=== RECORDS FOR THE TASK ===

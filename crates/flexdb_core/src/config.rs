//! Database configuration.

use std::time::Duration;

/// Configuration for opening a database.
#[derive(Debug, Clone)]
pub struct Config {
    /// How long a read-cache entry stays valid.
    ///
    /// `Duration::ZERO` disables the cache.
    pub cache_ttl: Duration,

    /// Minimum time between bulk sweeps of expired cache entries.
    pub cache_sweep_interval: Duration,

    /// Whether the snapshot file is pretty-printed.
    pub pretty_print: bool,

    /// Whether to fsync the snapshot file on every commit.
    pub sync_on_commit: bool,
}

impl Default for Config {
    fn default() -> Self {
        Self {
            cache_ttl: Duration::from_secs(5 * 60),
            cache_sweep_interval: Duration::from_secs(10 * 60),
            pretty_print: true,
            sync_on_commit: true,
        }
    }
}

impl Config {
    /// Creates a new configuration with default values.
    #[must_use]
    pub fn new() -> Self {
        Self::default()
    }

    /// Sets the read-cache time-to-live.
    #[must_use]
    pub const fn cache_ttl(mut self, ttl: Duration) -> Self {
        self.cache_ttl = ttl;
        self
    }

    /// Sets the interval between expired-entry sweeps.
    #[must_use]
    pub const fn cache_sweep_interval(mut self, interval: Duration) -> Self {
        self.cache_sweep_interval = interval;
        self
    }

    /// Sets whether the snapshot file is pretty-printed.
    #[must_use]
    pub const fn pretty_print(mut self, value: bool) -> Self {
        self.pretty_print = value;
        self
    }

    /// Sets whether to fsync on every commit.
    #[must_use]
    pub const fn sync_on_commit(mut self, value: bool) -> Self {
        self.sync_on_commit = value;
        self
    }
}
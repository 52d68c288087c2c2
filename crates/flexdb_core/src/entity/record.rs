//! Generic attribute-map record.

use crate::entity::Entity;
use flexdb_codec::{FieldMap, Value};

/// A record whose fields are an open attribute map.
///
/// Every record loaded from a snapshot is materialized as a `Record`.
///
/// ```rust
/// use flexdb_core::{Entity, Record};
/// use flexdb_codec::Value;
///
/// let alice = Record::new("1").with("Name", "Alice").with("Value", 30);
/// assert_eq!(alice.id(), "1");
/// assert_eq!(alice.field("Value"), Some(Value::Integer(30)));
/// ```
#[derive(Debug, Clone, PartialEq, Default)]
pub struct Record {
    id: String,
    fields: FieldMap,
}

impl Record {
    /// Creates a record with no fields.
    pub fn new(id: impl Into<String>) -> Self {
        Self {
            id: id.into(),
            fields: FieldMap::new(),
        }
    }

    /// Creates a record from an existing field map.
    pub fn from_fields(id: impl Into<String>, fields: FieldMap) -> Self {
        Self {
            id: id.into(),
            fields,
        }
    }

    /// Builder-style field assignment.
    #[must_use]
    pub fn with(mut self, name: impl Into<String>, value: impl Into<Value>) -> Self {
        self.fields.insert(name.into(), value.into());
        self
    }

    /// Sets a field, returning the previous value.
    pub fn insert(&mut self, name: impl Into<String>, value: impl Into<Value>) -> Option<Value> {
        self.fields.insert(name.into(), value.into())
    }

    /// Removes a field, returning its value.
    pub fn remove(&mut self, name: &str) -> Option<Value> {
        self.fields.remove(name)
    }

    /// Borrows a field without cloning.
    #[must_use]
    pub fn get(&self, name: &str) -> Option<&Value> {
        self.fields.get(name)
    }

    /// Borrows all fields.
    #[must_use]
    pub fn fields(&self) -> &FieldMap {
        &self.fields
    }
}

impl Entity for Record {
    fn id(&self) -> &str {
        &self.id
    }

    fn set_id(&mut self, id: String) {
        self.id = id;
    }

    fn to_fields(&self) -> FieldMap {
        self.fields.clone()
    }

    fn field(&self, name: &str) -> Option<Value> {
        self.fields.get(name).cloned()
    }
}

#[cfg(test)]
mod tests {
    use super::*;
    use crate::entity::EntityRef;
    use std::sync::Arc;

    #[test]
    fn builder_sets_fields() {
        let record = Record::new("7").with("Name", "Bob").with("Value", 25);

        assert_eq!(record.get("Name"), Some(&Value::from("Bob")));
        assert_eq!(record.field("Value"), Some(Value::Integer(25)));
        assert_eq!(record.field("Missing"), None);
    }

    #[test]
    fn insert_and_remove() {
        let mut record = Record::new("1");
        assert!(record.insert("a", 1).is_none());
        assert_eq!(record.insert("a", 2), Some(Value::Integer(1)));
        assert_eq!(record.remove("a"), Some(Value::Integer(2)));
        assert!(record.fields().is_empty());
    }

    #[test]
    fn set_id_before_write() {
        let mut record = Record::default();
        record.set_id("assigned".to_string());
        assert_eq!(record.id(), "assigned");
    }

    #[test]
    fn downcast_through_trait_object() {
        let entity: EntityRef = Arc::new(Record::new("1").with("x", true));

        let record = entity.downcast_ref::<Record>().unwrap();
        assert_eq!(record.get("x"), Some(&Value::Bool(true)));
    }

    #[test]
    fn field_eq_compares_id_and_fields() {
        let a: EntityRef = Arc::new(Record::new("1").with("x", 1));
        let b: EntityRef = Arc::new(Record::new("1").with("x", 1));
        let c: EntityRef = Arc::new(Record::new("1").with("x", 2));

        assert!(a.field_eq(b.as_ref()));
        assert!(!a.field_eq(c.as_ref()));
    }
}
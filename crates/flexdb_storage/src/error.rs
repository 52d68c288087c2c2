//! Error types for storage operations.

use std::io;
use std::path::PathBuf;
use thiserror::Error;

/// Result type for storage operations.
pub type StorageResult<T> = Result<T, StorageError>;

/// Errors that can occur during storage operations.
#[derive(Debug, Error)]
pub enum StorageError {
    /// An I/O error occurred.
    #[error("I/O error: {0}")]
    Io(#[from] io::Error),

    /// Writing the snapshot to its destination failed.
    #[error("failed to write snapshot to {path}: {source}")]
    WriteFailed {
        /// Destination path.
        path: PathBuf,
        /// Underlying I/O error.
        #[source]
        source: io::Error,
    },

    /// The backend refuses writes.
    #[error("storage unavailable: {0}")]
    Unavailable(String),
}
//! Lifecycle hooks around set and delete.
//!
//! Hooks are registered per [`HookEvent`] on a database and shared by all
//! of its transactions. Each event keeps its hooks in registration order.
//! A chain is copied out of the registry before it runs, so a hook may
//! register further hooks; those take effect from the next operation.

use crate::entity::Entity;
use crate::error::{CoreError, CoreResult};
use crate::transaction::Transaction;
use parking_lot::RwLock;
use std::collections::HashMap;
use std::fmt;
use std::str::FromStr;
use std::sync::Arc;

/// A lifecycle hook.
///
/// Receives the running transaction, the entity type and the record. For
/// delete events the record is the value being deleted. Returning an error
/// aborts the operation for pre-events; the error reaches the caller as is.
pub type Hook = Arc<dyn Fn(&mut Transaction<'_>, &str, &dyn Entity) -> CoreResult<()> + Send + Sync>;

/// Boxes a closure as a [`Hook`].
pub(crate) fn into_hook<F>(f: F) -> Hook
where
    F: Fn(&mut Transaction<'_>, &str, &dyn Entity) -> CoreResult<()> + Send + Sync + 'static,
{
    Arc::new(f)
}

/// The point in a record's lifecycle where a hook runs.
#[derive(Debug, Clone, Copy, PartialEq, Eq, Hash)]
pub enum HookEvent {
    /// Before a record is staged for upsert.
    PreSet,
    /// After a record is staged for upsert.
    PostSet,
    /// Before an existing record is staged for deletion.
    PreDelete,
    /// After an existing record is staged for deletion.
    PostDelete,
}

impl HookEvent {
    /// Every event, in lifecycle order.
    pub const ALL: [HookEvent; 4] = [
        HookEvent::PreSet,
        HookEvent::PostSet,
        HookEvent::PreDelete,
        HookEvent::PostDelete,
    ];

    /// Canonical name, e.g. `"pre-set"`.
    #[must_use]
    pub const fn as_str(self) -> &'static str {
        match self {
            HookEvent::PreSet => "pre-set",
            HookEvent::PostSet => "post-set",
            HookEvent::PreDelete => "pre-delete",
            HookEvent::PostDelete => "post-delete",
        }
    }
}

impl fmt::Display for HookEvent {
    fn fmt(&self, f: &mut fmt::Formatter<'_>) -> fmt::Result {
        f.write_str(self.as_str())
    }
}

impl FromStr for HookEvent {
    type Err = CoreError;

    fn from_str(s: &str) -> Result<Self, Self::Err> {
        HookEvent::ALL
            .into_iter()
            .find(|event| event.as_str() == s)
            .ok_or_else(|| CoreError::invalid_operation(format!("unknown hook event `{s}`")))
    }
}

/// Hook chains of one database.
#[derive(Default)]
pub struct HookRegistry {
    chains: RwLock<HashMap<HookEvent, Vec<Hook>>>,
}

impl HookRegistry {
    /// Creates an empty registry.
    #[must_use]
    pub fn new() -> Self {
        Self::default()
    }

    /// Appends a hook to an event's chain.
    pub fn register(&self, event: HookEvent, hook: Hook) {
        self.chains.write().entry(event).or_default().push(hook);
    }

    /// A copy of an event's chain, in registration order.
    #[must_use]
    pub fn chain(&self, event: HookEvent) -> Vec<Hook> {
        self.chains.read().get(&event).cloned().unwrap_or_default()
    }

    /// Number of hooks registered for an event.
    #[must_use]
    pub fn len(&self, event: HookEvent) -> usize {
        self.chains.read().get(&event).map_or(0, Vec::len)
    }

    /// Returns true if no hooks are registered at all.
    #[must_use]
    pub fn is_empty(&self) -> bool {
        self.chains.read().values().all(Vec::is_empty)
    }
}

impl fmt::Debug for HookRegistry {
    fn fmt(&self, f: &mut fmt::Formatter<'_>) -> fmt::Result {
        let chains = self.chains.read();
        let mut map = f.debug_map();
        for event in HookEvent::ALL {
            map.entry(&event.as_str(), &chains.get(&event).map_or(0, Vec::len));
        }
        map.finish()
    }
}
//! Migration status command.

use crate::commands::require_database;
use flexdb_core::migration::{MARKER_ID, MARKER_TYPE};
use flexdb_core::Database;
use std::path::Path;
use tracing::info;

/// Shows the committed migration version.
pub fn run(path: &Path) -> Result<(), Box<dyn std::error::Error>> {
    require_database(path)?;
    info!("Checking migration status for {:?}", path);

    let db = Database::open(path)?;
    let version = db.migration_version()?;

    println!("Migration Status");
    println!("================");
    if version == 0 {
        println!("  No migrations applied.");
    } else {
        println!("  Current version: {version}");
        println!("  Marker record:   {MARKER_TYPE}/{MARKER_ID}");
    }

    Ok(())
}
//! # FlexDB Codec
//!
//! Field values and the JSON snapshot format for FlexDB.
//!
//! A snapshot is a JSON object mapping entity-type name to an object
//! mapping record id to an object of named fields:
//!
//! ```json
//! {
//!   "task": {
//!     "1": { "title": "write docs", "done": false }
//!   }
//! }
//! ```
//!
//! Snapshots use ordered maps throughout, so encoding the same state
//! always produces the same bytes.
//!
//! ## Usage
//!
//! ```
//! use flexdb_codec::{decode_snapshot, encode_snapshot, Snapshot, Value};
//!
//! let mut snapshot = Snapshot::new();
//! snapshot
//!     .entry("task".to_string())
//!     .or_default()
//!     .entry("1".to_string())
//!     .or_default()
//!     .insert("done".to_string(), Value::Bool(false));
//!
//! let bytes = encode_snapshot(&snapshot, true).unwrap();
//! let decoded = decode_snapshot(&bytes).unwrap();
//! assert_eq!(snapshot, decoded);
//! ```

#![deny(unsafe_code)]
#![warn(missing_docs)]

mod error;
mod snapshot;
mod value;

pub use error::{CodecError, CodecResult};
pub use snapshot::{decode_snapshot, encode_snapshot, FieldMap, Snapshot};
pub use value::Value;
//! Delete command implementation.

use crate::commands::require_database;
use flexdb_core::Database;
use std::path::Path;
use tracing::info;

/// Deletes records in one transaction and commits.
pub fn run(path: &Path, entity_type: &str, ids: &[String]) -> Result<(), Box<dyn std::error::Error>> {
    require_database(path)?;
    let db = Database::open(path)?;

    let deleted = delete(&db, entity_type, ids)?;
    info!(entity_type, deleted, "deleted records");
    println!("Deleted {deleted} of {} record(s) from {entity_type}", ids.len());
    Ok(())
}

/// Deletes the ids that exist and returns how many did.
pub fn delete(db: &Database, entity_type: &str, ids: &[String]) -> flexdb_core::CoreResult<usize> {
    db.transaction(|tx| {
        let existing = ids
            .iter()
            .filter(|id| tx.get(entity_type, id).is_some())
            .count();
        tx.batch_delete(entity_type, ids)?;
        Ok(existing)
    })
}
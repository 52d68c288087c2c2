//! # FlexDB Testkit
//!
//! Test utilities for FlexDB.
//!
//! This crate provides:
//! - Test fixtures and database helpers
//! - A typed sample entity
//! - Property-based test generators using proptest
//! - A snapshot backend whose writes can be made to fail
//!
//! ## Usage
//!
//! ```rust
//! use flexdb_testkit::prelude::*;
//!
//! with_temp_db(|db| {
//!     seed_people(db).unwrap();
//!     assert_eq!(db.entity_counts().get(TEST_TYPE), Some(&3));
//! });
//! ```

#![deny(unsafe_code)]
#![warn(missing_docs)]

pub mod faulty;
pub mod fixtures;
pub mod generators;

/// Prelude module for convenient imports
pub mod prelude {
    pub use crate::faulty::*;
    pub use crate::fixtures::*;
    pub use crate::generators::*;
}

pub use faulty::*;
pub use fixtures::*;
pub use generators::*;
//! Whole-database snapshot encoding.

use crate::error::{CodecError, CodecResult};
use crate::value::Value;
use std::collections::BTreeMap;

/// Named fields of one record.
pub type FieldMap = BTreeMap<String, Value>;

/// Entity type → record id → fields.
pub type Snapshot = BTreeMap<String, BTreeMap<String, FieldMap>>;

/// Encodes a snapshot as JSON.
///
/// With `pretty` set the output is indented with two spaces.
pub fn encode_snapshot(snapshot: &Snapshot, pretty: bool) -> CodecResult<Vec<u8>> {
    let result = if pretty {
        serde_json::to_vec_pretty(snapshot)
    } else {
        serde_json::to_vec(snapshot)
    };
    result.map_err(CodecError::EncodingFailed)
}

/// Decodes a snapshot from JSON bytes.
///
/// Fails unless the input is an object of objects of objects.
pub fn decode_snapshot(bytes: &[u8]) -> CodecResult<Snapshot> {
    serde_json::from_slice(bytes).map_err(CodecError::decoding)
}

===

**WHAT TO DO**
Set aside each line above that includes the string "source" and report it.

**SOLUTION TO THIS EXERCISE**
    #[error("failed to write snapshot to {path}: {source}")]
        #[source]
        source: io::Error,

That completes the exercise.